Saved data entries:
════════════════════
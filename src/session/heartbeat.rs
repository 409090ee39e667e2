//! Keep-alive ticker
//!
//! Runs only while a transport is open. The first tick fires one full period
//! after start; the session re-checks that the transport is still open on
//! every tick before sending a `ping`.

use std::future::pending;
use std::time::Duration;
use tokio::time::{interval_at, Instant, Interval, MissedTickBehavior};

const MIN_PERIOD: Duration = Duration::from_millis(1);

#[derive(Debug)]
pub struct HeartbeatMonitor {
    period: Duration,
    ticker: Option<Interval>,
}

impl HeartbeatMonitor {
    pub fn new(period: Duration) -> Self {
        Self {
            period: period.max(MIN_PERIOD),
            ticker: None,
        }
    }

    pub fn period(&self) -> Duration {
        self.period
    }

    /// Start ticking; restarting resets the phase
    pub fn start(&mut self) {
        let mut ticker = interval_at(Instant::now() + self.period, self.period);
        ticker.set_missed_tick_behavior(MissedTickBehavior::Delay);
        self.ticker = Some(ticker);
    }

    /// Stop ticking; returns whether the monitor was running
    pub fn stop(&mut self) -> bool {
        self.ticker.take().is_some()
    }

    pub fn is_running(&self) -> bool {
        self.ticker.is_some()
    }

    /// Resolve on the next tick. Never resolves while stopped.
    pub async fn tick(&mut self) {
        match self.ticker.as_mut() {
            Some(ticker) => {
                ticker.tick().await;
            }
            None => pending::<()>().await,
        }
    }
}
//! Pure handshake and close-code helpers
//!
//! The handshake target is the configured endpoint with the caller identity
//! appended as query parameters: `<endpoint>?userId=<userId>&sessionId=<sessionId>`.
//! No negotiation frame follows the handshake.

use super::TransportError;
use url::Url;

/// Intentional close; suppresses reconnection
pub const CLOSE_NORMAL: u16 = 1000;

/// Connection lost without a close frame
pub const CLOSE_ABNORMAL: u16 = 1006;

/// Build the handshake URL for a session
pub fn build_handshake_target(
    endpoint: &str,
    user_id: &str,
    session_id: &str,
) -> Result<Url, TransportError> {
    let mut url = Url::parse(endpoint)
        .map_err(|e| TransportError::InvalidTarget(format!("{endpoint}: {e}")))?;

    if !matches!(url.scheme(), "ws" | "wss") {
        return Err(TransportError::InvalidTarget(format!(
            "{endpoint}: scheme must be ws or wss"
        )));
    }

    url.query_pairs_mut()
        .append_pair("userId", user_id)
        .append_pair("sessionId", session_id);
    Ok(url)
}

/// Whether a close code means the peer closed on purpose
pub fn is_clean_close(code: u16) -> bool {
    code == CLOSE_NORMAL
}
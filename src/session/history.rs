//! Bounded conversation history
//!
//! A ring buffer of messages capped at `messageHistoryLimit`; appending past
//! the cap evicts the oldest entry.

use crate::protocol::{Message, MessageStatus};
use std::collections::VecDeque;

#[derive(Debug, Clone)]
pub struct MessageHistory {
    entries: VecDeque<Message>,
    limit: usize,
}

impl MessageHistory {
    pub fn new(limit: usize) -> Self {
        let limit = limit.max(1);
        Self {
            entries: VecDeque::with_capacity(limit.min(1024)),
            limit,
        }
    }

    /// Append a message, returning the entry evicted to make room
    pub fn push(&mut self, message: Message) -> Option<Message> {
        let evicted = if self.entries.len() >= self.limit {
            self.entries.pop_front()
        } else {
            None
        };
        self.entries.push_back(message);
        evicted
    }

    /// Update the status of a message still in history
    pub fn set_status(&mut self, id: &str, status: MessageStatus) -> bool {
        match self.entries.iter_mut().rev().find(|m| m.id == id) {
            Some(message) => {
                message.status = status;
                true
            }
            None => false,
        }
    }

    pub fn get(&self, id: &str) -> Option<&Message> {
        self.entries.iter().rev().find(|m| m.id == id)
    }

    pub fn len(&self) -> usize {
        self.entries.len()
    }

    pub fn is_empty(&self) -> bool {
        self.entries.is_empty()
    }

    pub fn limit(&self) -> usize {
        self.limit
    }

    pub fn iter(&self) -> impl Iterator<Item = &Message> {
        self.entries.iter()
    }

    pub fn to_vec(&self) -> Vec<Message> {
        self.entries.iter().cloned().collect()
    }

    pub fn clear(&mut self) {
        self.entries.clear();
    }
}
//! Message model and wire frames for the RDS messaging channel
//!
//! [`messages`] holds the conversation data model kept by a session, and
//! [`frames`] holds the JSON text frames exchanged with the server.

pub mod frames;
pub mod messages;

pub use frames::*;
pub use messages::*;
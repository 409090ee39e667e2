//! Owned timer primitives
//!
//! Timers here are plain fields of the session. An expiry is observed only by
//! awaiting it from the session loop, so cancelling or dropping the timer
//! guarantees the expiry is never acted upon.

use std::future::pending;
use std::pin::Pin;
use std::time::Duration;
use tokio::time::{sleep_until, Instant, Sleep};

/// Single-shot timer that can be armed, re-armed and cancelled
#[derive(Debug, Default)]
pub struct OneShot {
    sleep: Option<Pin<Box<Sleep>>>,
}

impl OneShot {
    pub fn new() -> Self {
        Self::default()
    }

    /// Arm (or re-arm) the timer to expire after `delay`
    pub fn arm(&mut self, delay: Duration) {
        self.arm_at(Instant::now() + delay);
    }

    pub fn arm_at(&mut self, deadline: Instant) {
        match self.sleep.as_mut() {
            Some(sleep) => sleep.as_mut().reset(deadline),
            None => self.sleep = Some(Box::pin(sleep_until(deadline))),
        }
    }

    /// Disarm the timer; returns whether it was armed
    pub fn cancel(&mut self) -> bool {
        self.sleep.take().is_some()
    }

    pub fn is_armed(&self) -> bool {
        self.sleep.is_some()
    }

    pub fn deadline(&self) -> Option<Instant> {
        self.sleep.as_ref().map(|sleep| sleep.deadline())
    }

    /// Resolve when the armed timer expires, disarming it.
    /// Never resolves while disarmed.
    pub async fn expired(&mut self) {
        match self.sleep.as_mut() {
            Some(sleep) => {
                sleep.as_mut().await;
                self.sleep = None;
            }
            None => pending::<()>().await,
        }
    }
}

/// Last-call-wins debounce: every trigger pushes the expiry out by `delay`
#[derive(Debug)]
pub struct Debouncer {
    delay: Duration,
    timer: OneShot,
}

impl Debouncer {
    pub fn new(delay: Duration) -> Self {
        Self {
            delay,
            timer: OneShot::new(),
        }
    }

    pub fn delay(&self) -> Duration {
        self.delay
    }

    pub fn trigger(&mut self) {
        self.timer.arm(self.delay);
    }

    pub fn cancel(&mut self) -> bool {
        self.timer.cancel()
    }

    pub fn is_pending(&self) -> bool {
        self.timer.is_armed()
    }

    /// Resolve once `delay` has passed since the last trigger
    pub async fn fired(&mut self) {
        self.timer.expired().await;
    }
}

#[cfg(test)]
mod tests {
    use super::*;
    use tokio::time::timeout;

    #[tokio::test(start_paused = true)]
    async fn test_one_shot_expires_once() {
        let mut timer = OneShot::new();
        timer.arm(Duration::from_millis(100));
        assert!(timer.is_armed());

        let start = Instant::now();
        timer.expired().await;
        assert_eq!(start.elapsed(), Duration::from_millis(100));
        assert!(!timer.is_armed());

        // Disarmed timers never resolve
        assert!(timeout(Duration::from_secs(10), timer.expired())
            .await
            .is_err());
    }

    #[tokio::test(start_paused = true)]
    async fn test_one_shot_cancel() {
        let mut timer = OneShot::new();
        timer.arm(Duration::from_millis(50));
        assert!(timer.cancel());
        assert!(!timer.cancel());
        assert!(timeout(Duration::from_millis(200), timer.expired())
            .await
            .is_err());
    }

    #[tokio::test(start_paused = true)]
    async fn test_debouncer_last_trigger_wins() {
        let mut debouncer = Debouncer::new(Duration::from_millis(300));
        let start = Instant::now();

        debouncer.trigger();
        tokio::time::sleep(Duration::from_millis(200)).await;
        debouncer.trigger();
        tokio::time::sleep(Duration::from_millis(200)).await;
        debouncer.trigger();

        debouncer.fired().await;
        assert_eq!(start.elapsed(), Duration::from_millis(700));
        assert!(!debouncer.is_pending());
    }

    #[tokio::test(start_paused = true)]
    async fn test_rearm_moves_deadline() {
        let mut timer = OneShot::new();
        timer.arm(Duration::from_millis(100));
        let first = timer.deadline().unwrap();
        timer.arm(Duration::from_millis(500));
        assert_eq!(timer.deadline().unwrap() - first, Duration::from_millis(400));
    }
}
════════════════════
> [HOW TO COMPLETE THIS TASK]:
All that is needed is the exact run of lines above from the line containing "never acted upon." through the line containing "pub struct OneShot", both of them included.

> [ANSWER TO THIS EXERCISE]:
//! guarantees the expiry is never acted upon.

use std::future::pending;
use std::pin::Pin;
use std::time::Duration;
use tokio::time::{sleep_until, Instant, Sleep};

/// Single-shot timer that can be armed, re-armed and cancelled
#[derive(Debug, Default)]
pub struct OneShot {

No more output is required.